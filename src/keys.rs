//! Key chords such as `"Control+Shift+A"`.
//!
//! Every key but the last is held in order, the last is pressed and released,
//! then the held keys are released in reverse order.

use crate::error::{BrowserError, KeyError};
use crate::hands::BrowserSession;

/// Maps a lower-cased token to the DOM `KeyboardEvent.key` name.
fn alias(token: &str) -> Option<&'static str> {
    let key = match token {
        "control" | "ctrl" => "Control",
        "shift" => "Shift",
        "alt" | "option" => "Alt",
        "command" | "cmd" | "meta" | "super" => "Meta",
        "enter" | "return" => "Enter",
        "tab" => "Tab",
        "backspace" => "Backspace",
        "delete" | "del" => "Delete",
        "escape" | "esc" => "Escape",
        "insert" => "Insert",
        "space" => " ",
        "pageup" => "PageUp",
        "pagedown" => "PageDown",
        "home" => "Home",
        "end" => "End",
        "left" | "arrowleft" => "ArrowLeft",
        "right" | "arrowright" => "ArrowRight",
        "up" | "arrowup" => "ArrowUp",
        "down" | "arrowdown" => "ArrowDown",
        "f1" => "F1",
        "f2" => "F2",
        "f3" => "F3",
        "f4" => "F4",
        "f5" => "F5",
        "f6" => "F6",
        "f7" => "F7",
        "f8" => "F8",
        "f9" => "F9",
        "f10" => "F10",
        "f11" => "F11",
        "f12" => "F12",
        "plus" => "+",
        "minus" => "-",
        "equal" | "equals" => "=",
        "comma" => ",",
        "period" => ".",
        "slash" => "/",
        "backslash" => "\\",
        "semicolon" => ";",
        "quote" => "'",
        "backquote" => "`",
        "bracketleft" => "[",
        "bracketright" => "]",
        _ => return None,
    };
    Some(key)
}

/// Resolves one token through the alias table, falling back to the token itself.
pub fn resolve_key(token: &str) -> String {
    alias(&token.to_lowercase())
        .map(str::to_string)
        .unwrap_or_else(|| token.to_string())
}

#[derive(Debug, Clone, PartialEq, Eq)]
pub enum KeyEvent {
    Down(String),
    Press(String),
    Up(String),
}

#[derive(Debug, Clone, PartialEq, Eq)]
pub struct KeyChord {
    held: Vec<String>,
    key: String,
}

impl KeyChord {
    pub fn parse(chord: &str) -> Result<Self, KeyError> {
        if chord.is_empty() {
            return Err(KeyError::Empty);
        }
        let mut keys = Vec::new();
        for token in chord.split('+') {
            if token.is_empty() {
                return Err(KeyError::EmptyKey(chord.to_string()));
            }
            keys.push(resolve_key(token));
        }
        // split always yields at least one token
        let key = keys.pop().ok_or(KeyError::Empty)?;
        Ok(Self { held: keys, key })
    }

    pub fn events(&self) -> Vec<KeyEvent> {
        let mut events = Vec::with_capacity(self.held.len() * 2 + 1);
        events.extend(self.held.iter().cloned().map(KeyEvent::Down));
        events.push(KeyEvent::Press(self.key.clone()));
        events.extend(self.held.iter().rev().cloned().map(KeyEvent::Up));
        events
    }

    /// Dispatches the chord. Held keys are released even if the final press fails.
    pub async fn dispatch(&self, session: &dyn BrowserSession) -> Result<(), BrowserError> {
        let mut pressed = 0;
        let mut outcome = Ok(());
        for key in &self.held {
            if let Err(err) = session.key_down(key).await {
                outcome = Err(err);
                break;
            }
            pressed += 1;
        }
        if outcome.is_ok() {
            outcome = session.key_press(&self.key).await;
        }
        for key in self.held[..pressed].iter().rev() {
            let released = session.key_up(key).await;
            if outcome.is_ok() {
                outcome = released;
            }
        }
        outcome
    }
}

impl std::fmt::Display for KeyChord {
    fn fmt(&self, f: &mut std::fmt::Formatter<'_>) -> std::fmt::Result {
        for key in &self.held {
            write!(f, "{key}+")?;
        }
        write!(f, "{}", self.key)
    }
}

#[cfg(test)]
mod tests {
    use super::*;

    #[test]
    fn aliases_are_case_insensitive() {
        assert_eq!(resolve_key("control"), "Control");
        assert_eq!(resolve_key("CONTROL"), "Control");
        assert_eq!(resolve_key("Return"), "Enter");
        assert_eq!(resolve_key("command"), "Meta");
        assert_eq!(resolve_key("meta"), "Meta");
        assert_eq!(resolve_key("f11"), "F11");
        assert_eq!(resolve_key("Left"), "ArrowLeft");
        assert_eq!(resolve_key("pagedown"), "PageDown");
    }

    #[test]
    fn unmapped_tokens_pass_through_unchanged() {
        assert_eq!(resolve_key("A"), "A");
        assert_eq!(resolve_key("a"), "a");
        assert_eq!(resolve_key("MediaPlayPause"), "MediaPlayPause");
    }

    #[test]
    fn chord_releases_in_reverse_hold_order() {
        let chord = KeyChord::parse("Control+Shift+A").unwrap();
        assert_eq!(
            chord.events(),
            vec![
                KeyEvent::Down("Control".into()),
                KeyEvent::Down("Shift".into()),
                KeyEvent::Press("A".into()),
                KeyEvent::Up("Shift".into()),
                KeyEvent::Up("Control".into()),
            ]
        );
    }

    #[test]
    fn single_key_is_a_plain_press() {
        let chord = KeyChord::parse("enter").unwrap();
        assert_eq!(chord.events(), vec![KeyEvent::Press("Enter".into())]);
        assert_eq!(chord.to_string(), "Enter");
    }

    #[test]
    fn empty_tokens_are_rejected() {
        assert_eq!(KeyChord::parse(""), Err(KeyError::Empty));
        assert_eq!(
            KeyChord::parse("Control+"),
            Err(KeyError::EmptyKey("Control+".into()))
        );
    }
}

· · · ·

## WORK INSTRUCTIONS
Return only the lines between the one holding "pressed += 1;" and the one holding "impl std::fmt::Display for", inclusive, exactly as they appear above.

## ANSWER TO THIS PROBLEM
            pressed += 1;
        }
        if outcome.is_ok() {
            outcome = session.key_press(&self.key).await;
        }
        for key in self.held[..pressed].iter().rev() {
            let released = session.key_up(key).await;
            if outcome.is_ok() {
                outcome = released;
            }
        }
        outcome
    }
}

impl std::fmt::Display for KeyChord {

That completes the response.